Stored data entries:
##############################

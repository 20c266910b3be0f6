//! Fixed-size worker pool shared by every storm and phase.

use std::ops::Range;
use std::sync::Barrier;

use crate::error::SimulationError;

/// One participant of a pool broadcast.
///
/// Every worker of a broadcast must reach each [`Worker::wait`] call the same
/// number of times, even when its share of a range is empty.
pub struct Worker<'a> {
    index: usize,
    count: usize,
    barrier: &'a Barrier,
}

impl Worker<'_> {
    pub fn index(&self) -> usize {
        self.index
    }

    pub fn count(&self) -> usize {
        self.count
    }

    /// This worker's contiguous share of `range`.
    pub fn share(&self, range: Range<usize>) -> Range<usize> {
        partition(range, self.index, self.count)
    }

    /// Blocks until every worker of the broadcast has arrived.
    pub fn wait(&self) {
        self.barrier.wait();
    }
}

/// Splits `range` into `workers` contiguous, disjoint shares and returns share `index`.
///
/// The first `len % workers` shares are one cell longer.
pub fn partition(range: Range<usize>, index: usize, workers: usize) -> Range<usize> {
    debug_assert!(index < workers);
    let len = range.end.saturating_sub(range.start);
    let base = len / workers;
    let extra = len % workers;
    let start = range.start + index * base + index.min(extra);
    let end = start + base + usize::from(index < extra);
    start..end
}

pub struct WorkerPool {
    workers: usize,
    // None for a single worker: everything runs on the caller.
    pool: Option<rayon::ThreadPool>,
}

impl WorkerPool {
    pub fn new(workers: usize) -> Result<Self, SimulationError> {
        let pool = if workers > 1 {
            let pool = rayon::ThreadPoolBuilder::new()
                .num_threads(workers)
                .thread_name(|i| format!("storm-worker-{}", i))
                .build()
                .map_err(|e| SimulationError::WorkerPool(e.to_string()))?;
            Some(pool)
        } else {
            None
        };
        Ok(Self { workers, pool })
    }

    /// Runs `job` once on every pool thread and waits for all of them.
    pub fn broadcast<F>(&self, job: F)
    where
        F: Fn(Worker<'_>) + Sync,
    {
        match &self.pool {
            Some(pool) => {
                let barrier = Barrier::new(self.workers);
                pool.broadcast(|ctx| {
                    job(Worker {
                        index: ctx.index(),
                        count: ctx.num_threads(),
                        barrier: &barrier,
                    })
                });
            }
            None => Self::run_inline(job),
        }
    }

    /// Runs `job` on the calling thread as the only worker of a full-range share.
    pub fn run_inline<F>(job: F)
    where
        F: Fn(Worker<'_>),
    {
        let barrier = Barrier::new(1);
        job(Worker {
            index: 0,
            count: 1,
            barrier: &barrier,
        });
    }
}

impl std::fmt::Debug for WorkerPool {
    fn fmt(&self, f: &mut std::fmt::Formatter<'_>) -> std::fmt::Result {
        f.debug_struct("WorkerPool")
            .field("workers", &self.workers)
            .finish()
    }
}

##############################

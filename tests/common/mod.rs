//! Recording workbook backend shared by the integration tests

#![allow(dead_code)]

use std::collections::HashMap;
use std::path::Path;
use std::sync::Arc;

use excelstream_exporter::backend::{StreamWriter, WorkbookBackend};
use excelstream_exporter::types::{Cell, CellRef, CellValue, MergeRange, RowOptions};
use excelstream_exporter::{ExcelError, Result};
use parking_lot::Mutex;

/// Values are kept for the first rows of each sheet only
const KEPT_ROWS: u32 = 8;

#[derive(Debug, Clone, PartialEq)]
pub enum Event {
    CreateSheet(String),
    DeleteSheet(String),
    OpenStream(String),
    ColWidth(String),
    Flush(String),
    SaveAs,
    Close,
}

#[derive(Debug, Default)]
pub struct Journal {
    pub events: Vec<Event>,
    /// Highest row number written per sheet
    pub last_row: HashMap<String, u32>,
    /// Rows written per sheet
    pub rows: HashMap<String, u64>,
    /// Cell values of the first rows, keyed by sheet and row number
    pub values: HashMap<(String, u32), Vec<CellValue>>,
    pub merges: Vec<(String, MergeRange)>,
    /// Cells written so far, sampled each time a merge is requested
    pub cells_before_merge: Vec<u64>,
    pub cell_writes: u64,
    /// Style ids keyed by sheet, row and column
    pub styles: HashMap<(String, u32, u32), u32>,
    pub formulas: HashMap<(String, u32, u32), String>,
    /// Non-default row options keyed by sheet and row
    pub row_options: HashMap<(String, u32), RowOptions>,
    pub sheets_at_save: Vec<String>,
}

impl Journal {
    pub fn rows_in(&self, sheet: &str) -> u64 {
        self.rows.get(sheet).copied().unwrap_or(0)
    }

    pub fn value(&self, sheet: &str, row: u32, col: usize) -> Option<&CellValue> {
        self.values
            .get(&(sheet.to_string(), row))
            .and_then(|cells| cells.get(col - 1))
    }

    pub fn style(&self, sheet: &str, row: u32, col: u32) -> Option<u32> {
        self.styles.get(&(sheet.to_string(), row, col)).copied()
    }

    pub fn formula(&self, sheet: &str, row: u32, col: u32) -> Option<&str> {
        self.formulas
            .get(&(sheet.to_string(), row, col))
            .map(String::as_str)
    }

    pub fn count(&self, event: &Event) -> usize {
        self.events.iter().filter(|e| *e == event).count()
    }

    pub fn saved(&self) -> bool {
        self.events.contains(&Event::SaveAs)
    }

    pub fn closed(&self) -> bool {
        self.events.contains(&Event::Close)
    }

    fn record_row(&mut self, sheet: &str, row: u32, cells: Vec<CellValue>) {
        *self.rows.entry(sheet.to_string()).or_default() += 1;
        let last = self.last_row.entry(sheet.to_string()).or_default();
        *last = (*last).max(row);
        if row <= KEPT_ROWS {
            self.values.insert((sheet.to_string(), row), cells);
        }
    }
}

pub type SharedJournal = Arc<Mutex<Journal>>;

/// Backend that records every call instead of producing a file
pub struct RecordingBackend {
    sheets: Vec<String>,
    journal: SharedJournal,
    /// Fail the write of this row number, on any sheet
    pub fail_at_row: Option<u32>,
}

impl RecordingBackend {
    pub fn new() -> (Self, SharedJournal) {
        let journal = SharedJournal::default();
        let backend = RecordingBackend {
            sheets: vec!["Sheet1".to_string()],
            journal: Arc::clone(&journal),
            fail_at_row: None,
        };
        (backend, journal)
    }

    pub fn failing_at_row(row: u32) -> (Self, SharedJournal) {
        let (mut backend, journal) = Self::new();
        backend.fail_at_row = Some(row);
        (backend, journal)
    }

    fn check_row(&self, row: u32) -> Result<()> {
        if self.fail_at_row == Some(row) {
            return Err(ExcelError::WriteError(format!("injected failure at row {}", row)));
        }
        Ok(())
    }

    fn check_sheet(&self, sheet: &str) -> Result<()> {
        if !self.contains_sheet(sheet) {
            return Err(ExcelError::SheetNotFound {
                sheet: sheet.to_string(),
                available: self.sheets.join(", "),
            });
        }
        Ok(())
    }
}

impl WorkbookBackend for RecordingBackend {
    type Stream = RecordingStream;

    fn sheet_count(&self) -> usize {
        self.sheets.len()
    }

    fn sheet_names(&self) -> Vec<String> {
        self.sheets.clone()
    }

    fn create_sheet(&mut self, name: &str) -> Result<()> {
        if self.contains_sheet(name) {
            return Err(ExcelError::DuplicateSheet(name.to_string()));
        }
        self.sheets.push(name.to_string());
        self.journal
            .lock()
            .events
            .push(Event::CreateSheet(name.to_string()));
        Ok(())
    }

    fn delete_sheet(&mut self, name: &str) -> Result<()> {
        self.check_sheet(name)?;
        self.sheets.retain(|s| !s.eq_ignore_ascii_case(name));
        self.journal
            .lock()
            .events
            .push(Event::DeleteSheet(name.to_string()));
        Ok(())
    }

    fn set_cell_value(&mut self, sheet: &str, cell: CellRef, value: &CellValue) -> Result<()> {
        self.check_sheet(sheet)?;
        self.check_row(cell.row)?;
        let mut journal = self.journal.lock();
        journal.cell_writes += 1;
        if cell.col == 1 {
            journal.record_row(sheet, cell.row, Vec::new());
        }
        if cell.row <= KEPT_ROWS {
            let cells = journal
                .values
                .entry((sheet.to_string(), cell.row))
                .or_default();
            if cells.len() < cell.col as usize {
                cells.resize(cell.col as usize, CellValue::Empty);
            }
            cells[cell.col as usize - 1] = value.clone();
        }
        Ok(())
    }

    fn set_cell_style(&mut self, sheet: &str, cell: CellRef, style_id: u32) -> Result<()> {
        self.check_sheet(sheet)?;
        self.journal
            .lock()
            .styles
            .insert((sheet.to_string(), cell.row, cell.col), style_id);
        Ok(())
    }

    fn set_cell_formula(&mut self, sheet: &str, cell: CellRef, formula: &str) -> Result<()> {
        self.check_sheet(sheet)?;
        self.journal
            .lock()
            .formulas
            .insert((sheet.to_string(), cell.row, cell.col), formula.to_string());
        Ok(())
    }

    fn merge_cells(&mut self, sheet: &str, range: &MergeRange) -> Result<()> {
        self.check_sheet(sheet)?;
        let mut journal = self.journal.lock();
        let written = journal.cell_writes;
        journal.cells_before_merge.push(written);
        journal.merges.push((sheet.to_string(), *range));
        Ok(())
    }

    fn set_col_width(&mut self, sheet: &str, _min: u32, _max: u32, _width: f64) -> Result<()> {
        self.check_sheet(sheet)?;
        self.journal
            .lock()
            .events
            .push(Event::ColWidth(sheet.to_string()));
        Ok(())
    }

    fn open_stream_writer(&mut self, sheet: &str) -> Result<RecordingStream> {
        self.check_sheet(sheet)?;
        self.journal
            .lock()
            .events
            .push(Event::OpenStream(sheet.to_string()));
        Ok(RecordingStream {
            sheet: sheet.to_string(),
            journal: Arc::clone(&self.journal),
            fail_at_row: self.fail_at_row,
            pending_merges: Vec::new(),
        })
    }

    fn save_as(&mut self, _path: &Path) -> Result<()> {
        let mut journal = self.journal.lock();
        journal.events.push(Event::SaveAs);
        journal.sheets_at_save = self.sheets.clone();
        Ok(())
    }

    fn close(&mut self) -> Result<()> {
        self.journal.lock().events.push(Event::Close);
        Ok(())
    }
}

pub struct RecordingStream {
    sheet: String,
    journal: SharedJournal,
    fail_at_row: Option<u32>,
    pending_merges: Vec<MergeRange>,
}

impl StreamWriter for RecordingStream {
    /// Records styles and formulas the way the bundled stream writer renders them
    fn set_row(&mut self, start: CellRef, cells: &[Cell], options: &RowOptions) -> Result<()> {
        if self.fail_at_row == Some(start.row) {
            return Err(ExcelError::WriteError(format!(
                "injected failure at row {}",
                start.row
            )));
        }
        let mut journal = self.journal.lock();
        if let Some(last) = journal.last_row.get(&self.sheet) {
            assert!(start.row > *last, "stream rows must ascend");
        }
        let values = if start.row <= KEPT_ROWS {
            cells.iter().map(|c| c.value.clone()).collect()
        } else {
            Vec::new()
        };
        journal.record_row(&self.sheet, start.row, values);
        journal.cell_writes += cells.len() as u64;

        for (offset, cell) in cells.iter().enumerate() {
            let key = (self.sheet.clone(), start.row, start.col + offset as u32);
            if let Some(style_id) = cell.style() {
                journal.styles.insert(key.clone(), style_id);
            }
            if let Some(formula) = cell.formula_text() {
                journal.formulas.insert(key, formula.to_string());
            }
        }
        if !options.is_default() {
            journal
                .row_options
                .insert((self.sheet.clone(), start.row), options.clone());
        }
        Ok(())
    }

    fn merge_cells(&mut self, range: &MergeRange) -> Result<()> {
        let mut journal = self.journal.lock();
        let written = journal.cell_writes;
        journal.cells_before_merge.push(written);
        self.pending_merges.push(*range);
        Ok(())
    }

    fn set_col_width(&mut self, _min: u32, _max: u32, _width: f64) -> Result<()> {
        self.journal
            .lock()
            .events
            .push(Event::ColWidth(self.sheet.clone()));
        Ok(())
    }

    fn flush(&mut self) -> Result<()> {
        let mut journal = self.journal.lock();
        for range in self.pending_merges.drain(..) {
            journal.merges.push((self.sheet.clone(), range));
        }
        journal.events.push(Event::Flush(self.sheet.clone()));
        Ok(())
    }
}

##############################

**TASK OBJECTIVE**: Identify all lines in the records above with the word "RecordingStream".

**ANSWER TO THIS EXERCISE**:
    type Stream = RecordingStream;
    fn open_stream_writer(&mut self, sheet: &str) -> Result<RecordingStream> {
        Ok(RecordingStream {
pub struct RecordingStream {
impl StreamWriter for RecordingStream {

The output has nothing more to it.